WORK TO BE COMPLETED — Quote exactly and only this range of lines in the data below: the line that holds "const CAUSES_SQL: &str" to the line that holds "description VARCHAR(255) NOT", both included.

EXTRACTED MATERIAL —
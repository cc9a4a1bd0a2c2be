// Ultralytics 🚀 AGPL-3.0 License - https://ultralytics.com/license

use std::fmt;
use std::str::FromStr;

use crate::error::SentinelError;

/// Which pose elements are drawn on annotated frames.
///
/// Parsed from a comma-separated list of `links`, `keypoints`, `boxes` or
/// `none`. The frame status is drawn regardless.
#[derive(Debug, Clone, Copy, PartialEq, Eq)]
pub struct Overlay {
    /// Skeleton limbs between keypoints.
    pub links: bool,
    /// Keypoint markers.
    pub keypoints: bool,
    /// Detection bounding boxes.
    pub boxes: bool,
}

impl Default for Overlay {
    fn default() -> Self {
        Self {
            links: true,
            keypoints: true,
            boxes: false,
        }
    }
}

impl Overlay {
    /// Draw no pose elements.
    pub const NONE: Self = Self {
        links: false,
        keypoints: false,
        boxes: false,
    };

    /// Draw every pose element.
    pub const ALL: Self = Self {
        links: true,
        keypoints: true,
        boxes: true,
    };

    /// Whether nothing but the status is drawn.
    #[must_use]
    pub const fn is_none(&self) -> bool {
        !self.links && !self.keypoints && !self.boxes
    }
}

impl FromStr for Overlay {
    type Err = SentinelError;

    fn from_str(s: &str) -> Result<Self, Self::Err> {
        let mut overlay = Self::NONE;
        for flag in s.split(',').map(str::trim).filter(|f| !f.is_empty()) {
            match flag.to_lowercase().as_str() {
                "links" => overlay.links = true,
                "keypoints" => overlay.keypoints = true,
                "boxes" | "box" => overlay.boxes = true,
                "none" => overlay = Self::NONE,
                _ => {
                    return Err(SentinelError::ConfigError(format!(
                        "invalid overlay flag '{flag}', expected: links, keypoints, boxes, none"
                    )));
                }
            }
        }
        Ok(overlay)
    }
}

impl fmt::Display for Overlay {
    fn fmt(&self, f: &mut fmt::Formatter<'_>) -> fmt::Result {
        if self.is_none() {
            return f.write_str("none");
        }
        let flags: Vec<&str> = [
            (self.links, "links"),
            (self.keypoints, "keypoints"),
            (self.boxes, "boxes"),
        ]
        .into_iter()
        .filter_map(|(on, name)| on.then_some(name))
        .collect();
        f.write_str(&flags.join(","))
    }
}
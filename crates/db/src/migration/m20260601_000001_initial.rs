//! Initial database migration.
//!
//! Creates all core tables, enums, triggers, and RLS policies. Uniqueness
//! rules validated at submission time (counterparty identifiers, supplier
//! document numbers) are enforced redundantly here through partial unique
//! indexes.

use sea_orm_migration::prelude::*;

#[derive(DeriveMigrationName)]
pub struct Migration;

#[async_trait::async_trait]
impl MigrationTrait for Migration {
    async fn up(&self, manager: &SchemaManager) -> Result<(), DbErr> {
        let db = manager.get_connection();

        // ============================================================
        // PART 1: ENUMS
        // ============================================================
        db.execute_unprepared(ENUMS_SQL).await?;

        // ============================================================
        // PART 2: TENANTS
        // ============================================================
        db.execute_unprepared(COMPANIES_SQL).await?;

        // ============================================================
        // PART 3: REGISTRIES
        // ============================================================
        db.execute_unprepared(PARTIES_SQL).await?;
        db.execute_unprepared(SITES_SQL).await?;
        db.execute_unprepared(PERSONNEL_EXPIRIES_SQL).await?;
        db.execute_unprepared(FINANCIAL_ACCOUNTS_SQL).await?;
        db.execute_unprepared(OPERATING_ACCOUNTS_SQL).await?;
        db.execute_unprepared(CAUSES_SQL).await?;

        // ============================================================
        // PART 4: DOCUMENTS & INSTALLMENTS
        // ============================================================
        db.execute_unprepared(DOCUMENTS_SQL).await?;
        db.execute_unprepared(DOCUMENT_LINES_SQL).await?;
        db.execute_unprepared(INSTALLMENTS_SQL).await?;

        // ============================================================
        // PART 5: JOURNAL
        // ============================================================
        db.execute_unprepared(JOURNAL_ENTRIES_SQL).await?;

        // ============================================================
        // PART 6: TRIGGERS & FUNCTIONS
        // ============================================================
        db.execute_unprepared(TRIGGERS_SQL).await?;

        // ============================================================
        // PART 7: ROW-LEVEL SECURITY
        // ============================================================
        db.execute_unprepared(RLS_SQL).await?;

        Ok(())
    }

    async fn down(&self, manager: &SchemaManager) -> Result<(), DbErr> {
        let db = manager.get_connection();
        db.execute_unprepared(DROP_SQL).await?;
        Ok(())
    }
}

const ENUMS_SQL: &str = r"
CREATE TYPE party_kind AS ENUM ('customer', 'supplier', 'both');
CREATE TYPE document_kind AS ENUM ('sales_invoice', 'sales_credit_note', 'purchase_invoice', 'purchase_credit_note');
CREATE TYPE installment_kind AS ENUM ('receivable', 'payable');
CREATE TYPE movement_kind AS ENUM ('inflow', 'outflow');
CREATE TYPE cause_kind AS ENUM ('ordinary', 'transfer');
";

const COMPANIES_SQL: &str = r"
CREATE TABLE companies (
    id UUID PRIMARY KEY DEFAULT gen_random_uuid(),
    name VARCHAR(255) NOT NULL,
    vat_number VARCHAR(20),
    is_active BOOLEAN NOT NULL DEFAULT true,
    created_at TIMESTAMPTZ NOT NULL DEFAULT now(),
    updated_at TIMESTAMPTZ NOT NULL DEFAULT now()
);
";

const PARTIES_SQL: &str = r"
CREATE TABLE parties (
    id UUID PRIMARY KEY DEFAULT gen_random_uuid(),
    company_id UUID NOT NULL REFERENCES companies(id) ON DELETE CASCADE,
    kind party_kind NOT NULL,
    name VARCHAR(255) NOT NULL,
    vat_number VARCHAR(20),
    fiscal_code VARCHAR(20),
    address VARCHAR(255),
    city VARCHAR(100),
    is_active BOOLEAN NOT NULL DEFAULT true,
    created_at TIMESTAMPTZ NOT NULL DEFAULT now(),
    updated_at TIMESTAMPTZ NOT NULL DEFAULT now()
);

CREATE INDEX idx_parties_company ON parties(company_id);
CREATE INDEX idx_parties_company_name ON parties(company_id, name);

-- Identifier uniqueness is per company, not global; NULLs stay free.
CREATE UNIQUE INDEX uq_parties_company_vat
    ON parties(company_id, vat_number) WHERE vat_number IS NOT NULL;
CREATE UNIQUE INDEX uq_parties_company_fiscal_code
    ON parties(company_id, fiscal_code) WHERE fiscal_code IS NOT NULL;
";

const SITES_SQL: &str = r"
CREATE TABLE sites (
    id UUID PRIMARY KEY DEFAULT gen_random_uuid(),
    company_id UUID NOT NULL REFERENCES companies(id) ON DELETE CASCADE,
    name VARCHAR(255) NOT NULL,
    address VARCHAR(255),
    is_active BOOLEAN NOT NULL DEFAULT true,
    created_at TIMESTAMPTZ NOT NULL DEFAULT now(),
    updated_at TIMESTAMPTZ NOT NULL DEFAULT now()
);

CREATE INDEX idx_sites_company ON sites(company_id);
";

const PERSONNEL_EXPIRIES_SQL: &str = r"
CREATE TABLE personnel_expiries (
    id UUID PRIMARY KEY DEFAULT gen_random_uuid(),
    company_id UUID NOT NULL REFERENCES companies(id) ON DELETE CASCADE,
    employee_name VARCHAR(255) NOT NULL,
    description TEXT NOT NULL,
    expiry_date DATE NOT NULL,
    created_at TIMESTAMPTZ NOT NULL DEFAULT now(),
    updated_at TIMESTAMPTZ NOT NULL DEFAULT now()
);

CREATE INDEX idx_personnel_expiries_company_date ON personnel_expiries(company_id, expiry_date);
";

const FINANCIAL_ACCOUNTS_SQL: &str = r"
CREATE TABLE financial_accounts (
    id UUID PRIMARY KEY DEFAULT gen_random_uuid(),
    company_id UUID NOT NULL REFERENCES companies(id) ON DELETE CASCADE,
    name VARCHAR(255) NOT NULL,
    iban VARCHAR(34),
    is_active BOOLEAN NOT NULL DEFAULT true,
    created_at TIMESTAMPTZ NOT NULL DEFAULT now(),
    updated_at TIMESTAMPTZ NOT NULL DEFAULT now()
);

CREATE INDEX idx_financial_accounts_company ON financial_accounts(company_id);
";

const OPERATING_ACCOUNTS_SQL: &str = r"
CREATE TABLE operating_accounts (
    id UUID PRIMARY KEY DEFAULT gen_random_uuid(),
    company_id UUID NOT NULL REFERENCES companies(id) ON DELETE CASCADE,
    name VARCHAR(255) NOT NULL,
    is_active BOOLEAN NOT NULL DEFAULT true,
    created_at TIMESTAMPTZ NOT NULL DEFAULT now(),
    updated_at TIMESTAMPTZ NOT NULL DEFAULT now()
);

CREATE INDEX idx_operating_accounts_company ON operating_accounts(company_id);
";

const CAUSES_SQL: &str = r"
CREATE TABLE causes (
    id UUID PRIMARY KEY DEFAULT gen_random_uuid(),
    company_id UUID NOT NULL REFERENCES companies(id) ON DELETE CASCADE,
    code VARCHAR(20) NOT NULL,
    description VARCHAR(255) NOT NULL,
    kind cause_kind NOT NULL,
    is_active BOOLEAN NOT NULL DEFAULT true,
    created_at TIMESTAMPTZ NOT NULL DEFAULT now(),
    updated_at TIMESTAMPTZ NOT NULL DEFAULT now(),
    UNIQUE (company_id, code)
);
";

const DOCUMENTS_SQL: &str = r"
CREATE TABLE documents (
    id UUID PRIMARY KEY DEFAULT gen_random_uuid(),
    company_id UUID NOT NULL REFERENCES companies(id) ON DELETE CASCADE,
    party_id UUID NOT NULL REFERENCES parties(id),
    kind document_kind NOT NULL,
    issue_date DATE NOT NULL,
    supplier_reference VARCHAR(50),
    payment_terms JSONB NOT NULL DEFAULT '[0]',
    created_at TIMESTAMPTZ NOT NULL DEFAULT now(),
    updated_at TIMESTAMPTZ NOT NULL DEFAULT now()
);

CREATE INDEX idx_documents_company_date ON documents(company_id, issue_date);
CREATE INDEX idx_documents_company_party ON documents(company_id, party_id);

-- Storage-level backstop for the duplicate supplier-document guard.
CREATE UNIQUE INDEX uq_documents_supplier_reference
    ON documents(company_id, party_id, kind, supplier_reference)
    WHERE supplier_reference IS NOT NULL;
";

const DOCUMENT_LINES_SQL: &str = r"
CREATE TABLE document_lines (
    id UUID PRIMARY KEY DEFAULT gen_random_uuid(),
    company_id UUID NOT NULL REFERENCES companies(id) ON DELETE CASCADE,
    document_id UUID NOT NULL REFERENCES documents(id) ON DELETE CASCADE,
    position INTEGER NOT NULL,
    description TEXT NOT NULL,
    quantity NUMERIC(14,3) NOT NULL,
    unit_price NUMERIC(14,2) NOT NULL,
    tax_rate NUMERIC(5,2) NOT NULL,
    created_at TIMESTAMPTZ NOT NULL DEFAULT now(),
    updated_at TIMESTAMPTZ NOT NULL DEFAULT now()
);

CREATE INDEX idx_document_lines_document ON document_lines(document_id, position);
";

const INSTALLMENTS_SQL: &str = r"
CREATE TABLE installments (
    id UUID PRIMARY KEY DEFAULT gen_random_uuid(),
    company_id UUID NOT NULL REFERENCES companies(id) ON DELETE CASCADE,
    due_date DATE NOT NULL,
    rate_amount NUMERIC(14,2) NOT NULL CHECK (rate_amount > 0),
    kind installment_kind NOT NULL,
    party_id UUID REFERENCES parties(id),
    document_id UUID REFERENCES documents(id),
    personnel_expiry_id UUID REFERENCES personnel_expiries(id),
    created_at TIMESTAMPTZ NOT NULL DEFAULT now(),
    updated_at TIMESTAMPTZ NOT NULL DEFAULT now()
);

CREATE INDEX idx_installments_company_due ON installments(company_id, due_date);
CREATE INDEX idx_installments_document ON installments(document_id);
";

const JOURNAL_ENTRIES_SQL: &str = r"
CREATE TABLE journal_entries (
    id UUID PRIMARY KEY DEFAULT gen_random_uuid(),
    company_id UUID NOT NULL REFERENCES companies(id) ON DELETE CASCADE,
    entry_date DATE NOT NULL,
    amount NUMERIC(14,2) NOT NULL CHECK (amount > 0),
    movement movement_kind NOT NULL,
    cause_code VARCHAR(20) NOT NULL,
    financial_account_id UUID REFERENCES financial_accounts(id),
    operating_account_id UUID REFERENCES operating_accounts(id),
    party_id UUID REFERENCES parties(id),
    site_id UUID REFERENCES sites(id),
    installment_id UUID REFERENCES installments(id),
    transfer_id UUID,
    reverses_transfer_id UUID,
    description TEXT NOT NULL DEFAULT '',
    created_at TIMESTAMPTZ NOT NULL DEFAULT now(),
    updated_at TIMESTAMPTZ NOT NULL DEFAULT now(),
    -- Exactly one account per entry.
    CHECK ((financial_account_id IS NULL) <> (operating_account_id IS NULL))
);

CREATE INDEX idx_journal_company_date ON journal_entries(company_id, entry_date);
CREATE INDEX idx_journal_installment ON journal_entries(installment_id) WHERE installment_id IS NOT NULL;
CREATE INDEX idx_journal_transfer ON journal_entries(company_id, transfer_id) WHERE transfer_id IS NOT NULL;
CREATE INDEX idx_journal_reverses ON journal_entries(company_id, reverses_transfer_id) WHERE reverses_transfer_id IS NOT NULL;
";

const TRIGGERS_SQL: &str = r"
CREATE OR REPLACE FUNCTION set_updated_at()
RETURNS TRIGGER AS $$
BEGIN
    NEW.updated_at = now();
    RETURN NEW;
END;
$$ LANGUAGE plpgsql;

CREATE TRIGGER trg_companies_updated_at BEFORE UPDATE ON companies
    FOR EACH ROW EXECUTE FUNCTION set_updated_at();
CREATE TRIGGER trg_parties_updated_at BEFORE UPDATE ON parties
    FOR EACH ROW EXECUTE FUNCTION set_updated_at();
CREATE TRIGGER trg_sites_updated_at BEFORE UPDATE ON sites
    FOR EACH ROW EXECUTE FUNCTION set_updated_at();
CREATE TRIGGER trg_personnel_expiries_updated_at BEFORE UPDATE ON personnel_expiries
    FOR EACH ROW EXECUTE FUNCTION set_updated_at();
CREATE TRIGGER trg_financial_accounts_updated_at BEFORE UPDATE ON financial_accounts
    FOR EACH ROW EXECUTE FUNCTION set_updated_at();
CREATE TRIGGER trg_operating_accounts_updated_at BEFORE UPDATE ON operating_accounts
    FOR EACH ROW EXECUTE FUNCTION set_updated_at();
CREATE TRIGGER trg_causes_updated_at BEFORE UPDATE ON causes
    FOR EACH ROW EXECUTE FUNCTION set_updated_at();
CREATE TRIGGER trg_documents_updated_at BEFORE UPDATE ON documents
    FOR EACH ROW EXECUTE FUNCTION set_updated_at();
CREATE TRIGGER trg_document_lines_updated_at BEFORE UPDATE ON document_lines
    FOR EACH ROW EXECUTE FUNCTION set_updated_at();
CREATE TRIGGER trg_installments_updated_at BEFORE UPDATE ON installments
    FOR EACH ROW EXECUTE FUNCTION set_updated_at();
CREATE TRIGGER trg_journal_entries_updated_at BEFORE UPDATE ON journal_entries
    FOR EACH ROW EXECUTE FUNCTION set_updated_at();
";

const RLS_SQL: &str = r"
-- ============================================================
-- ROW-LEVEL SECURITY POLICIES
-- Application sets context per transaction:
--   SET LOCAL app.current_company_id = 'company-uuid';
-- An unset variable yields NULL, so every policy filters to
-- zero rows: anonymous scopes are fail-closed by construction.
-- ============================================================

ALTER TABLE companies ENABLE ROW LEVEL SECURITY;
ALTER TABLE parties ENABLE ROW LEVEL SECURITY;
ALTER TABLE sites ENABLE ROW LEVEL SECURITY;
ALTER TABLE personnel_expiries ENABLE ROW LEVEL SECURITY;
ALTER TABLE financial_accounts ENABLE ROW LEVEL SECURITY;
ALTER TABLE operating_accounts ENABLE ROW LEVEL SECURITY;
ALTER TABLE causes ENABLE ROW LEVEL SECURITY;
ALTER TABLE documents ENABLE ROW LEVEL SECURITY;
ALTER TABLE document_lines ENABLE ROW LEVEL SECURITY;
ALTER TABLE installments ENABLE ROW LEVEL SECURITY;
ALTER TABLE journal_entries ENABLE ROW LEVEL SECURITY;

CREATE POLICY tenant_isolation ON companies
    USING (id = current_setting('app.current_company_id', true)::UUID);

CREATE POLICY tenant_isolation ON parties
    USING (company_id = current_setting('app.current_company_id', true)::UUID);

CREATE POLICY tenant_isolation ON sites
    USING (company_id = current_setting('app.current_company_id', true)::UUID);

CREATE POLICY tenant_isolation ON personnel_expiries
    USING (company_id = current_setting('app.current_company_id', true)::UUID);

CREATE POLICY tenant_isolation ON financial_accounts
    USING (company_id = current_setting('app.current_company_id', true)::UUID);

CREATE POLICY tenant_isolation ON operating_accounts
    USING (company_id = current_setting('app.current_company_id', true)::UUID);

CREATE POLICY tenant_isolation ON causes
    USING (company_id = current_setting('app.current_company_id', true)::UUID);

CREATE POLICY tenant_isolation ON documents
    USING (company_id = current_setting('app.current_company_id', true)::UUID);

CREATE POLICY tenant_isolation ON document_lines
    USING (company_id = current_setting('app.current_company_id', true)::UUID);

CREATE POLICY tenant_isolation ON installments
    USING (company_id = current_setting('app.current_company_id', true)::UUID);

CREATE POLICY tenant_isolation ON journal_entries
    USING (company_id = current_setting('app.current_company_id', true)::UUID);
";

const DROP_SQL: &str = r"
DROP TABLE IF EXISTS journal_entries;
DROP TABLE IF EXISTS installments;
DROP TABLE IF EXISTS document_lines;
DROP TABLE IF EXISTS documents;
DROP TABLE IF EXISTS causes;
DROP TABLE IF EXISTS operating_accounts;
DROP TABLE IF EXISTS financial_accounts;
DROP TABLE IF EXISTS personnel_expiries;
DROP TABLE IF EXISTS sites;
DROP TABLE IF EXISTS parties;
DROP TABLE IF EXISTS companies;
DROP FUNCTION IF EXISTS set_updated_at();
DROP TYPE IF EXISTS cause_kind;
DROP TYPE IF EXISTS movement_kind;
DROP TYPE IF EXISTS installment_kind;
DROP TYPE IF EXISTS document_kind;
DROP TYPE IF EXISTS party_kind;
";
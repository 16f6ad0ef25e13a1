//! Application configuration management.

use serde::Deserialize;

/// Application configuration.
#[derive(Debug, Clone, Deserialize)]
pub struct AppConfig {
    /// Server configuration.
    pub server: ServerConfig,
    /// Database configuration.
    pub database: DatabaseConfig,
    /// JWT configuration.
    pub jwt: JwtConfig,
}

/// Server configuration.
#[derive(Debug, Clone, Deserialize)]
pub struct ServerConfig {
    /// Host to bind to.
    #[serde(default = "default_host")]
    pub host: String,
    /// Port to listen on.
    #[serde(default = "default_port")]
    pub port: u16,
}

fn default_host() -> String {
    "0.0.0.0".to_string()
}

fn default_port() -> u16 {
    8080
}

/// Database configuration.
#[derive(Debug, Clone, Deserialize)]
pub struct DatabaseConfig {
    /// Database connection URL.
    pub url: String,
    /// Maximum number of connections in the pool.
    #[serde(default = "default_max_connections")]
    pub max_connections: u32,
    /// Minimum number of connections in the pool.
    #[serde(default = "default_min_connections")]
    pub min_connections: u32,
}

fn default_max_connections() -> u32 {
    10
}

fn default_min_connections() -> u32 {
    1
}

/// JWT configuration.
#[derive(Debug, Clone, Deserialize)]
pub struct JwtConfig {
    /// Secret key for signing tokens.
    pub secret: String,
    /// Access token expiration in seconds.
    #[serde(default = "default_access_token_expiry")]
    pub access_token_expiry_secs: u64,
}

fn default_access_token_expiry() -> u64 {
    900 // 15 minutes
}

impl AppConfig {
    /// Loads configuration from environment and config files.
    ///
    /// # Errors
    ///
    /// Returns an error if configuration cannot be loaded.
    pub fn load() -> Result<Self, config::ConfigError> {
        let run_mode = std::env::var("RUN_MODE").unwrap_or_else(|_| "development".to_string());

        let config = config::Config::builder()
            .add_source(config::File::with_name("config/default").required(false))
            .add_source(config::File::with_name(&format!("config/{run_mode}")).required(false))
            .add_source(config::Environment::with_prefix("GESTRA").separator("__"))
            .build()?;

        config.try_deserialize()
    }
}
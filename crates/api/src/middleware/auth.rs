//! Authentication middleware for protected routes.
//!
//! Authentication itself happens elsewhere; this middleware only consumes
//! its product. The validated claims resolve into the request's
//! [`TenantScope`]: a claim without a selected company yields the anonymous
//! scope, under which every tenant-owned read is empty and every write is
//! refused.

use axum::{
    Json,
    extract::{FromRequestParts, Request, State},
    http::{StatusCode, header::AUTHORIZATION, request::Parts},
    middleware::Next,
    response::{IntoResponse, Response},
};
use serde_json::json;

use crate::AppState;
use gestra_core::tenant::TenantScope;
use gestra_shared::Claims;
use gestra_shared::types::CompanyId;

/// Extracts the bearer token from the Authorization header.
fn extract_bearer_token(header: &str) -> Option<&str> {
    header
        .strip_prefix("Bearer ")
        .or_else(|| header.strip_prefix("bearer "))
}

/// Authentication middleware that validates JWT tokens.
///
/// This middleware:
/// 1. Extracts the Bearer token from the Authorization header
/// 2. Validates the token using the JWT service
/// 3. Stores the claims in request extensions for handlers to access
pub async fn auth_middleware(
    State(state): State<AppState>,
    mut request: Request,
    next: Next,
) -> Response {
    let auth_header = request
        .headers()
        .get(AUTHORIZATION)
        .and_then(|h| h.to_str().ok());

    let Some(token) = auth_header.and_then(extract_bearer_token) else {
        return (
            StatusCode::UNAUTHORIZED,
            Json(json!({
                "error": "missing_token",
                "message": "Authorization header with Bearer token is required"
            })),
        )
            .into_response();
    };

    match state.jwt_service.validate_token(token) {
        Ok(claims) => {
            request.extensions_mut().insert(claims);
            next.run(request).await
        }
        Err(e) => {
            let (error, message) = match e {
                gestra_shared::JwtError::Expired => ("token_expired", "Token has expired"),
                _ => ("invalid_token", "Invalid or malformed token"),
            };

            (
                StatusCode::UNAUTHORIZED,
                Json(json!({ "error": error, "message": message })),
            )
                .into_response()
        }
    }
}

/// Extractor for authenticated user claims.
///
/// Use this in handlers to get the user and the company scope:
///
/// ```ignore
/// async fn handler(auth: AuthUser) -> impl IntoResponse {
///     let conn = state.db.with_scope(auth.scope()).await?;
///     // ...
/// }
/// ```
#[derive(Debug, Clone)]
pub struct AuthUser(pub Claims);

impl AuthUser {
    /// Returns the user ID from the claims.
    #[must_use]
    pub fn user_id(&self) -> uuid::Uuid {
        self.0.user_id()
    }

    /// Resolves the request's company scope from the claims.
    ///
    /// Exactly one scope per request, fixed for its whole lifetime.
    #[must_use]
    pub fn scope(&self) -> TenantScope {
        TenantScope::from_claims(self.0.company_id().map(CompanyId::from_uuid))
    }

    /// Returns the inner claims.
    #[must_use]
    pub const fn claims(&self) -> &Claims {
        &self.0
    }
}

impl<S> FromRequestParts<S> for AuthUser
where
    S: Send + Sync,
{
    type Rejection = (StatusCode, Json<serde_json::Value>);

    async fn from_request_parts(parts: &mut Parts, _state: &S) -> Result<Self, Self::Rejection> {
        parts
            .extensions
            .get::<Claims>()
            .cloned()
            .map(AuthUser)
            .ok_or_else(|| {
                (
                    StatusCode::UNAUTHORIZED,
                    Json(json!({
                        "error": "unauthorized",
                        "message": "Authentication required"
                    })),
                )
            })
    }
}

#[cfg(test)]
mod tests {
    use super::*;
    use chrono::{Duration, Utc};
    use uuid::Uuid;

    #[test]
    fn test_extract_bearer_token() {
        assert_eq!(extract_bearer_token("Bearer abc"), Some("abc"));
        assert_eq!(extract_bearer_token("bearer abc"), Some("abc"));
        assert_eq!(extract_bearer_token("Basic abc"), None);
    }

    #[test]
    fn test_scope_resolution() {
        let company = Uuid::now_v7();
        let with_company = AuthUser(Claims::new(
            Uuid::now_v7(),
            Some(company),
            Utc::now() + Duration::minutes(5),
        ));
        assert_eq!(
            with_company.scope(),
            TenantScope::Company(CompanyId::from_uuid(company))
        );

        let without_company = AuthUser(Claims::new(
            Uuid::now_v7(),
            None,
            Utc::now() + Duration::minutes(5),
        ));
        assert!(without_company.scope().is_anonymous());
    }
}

RESULT —
const CAUSES_SQL: &str = r"
CREATE TABLE causes (
    id UUID PRIMARY KEY DEFAULT gen_random_uuid(),
    company_id UUID NOT NULL REFERENCES companies(id) ON DELETE CASCADE,
    code VARCHAR(20) NOT NULL,
    description VARCHAR(255) NOT NULL,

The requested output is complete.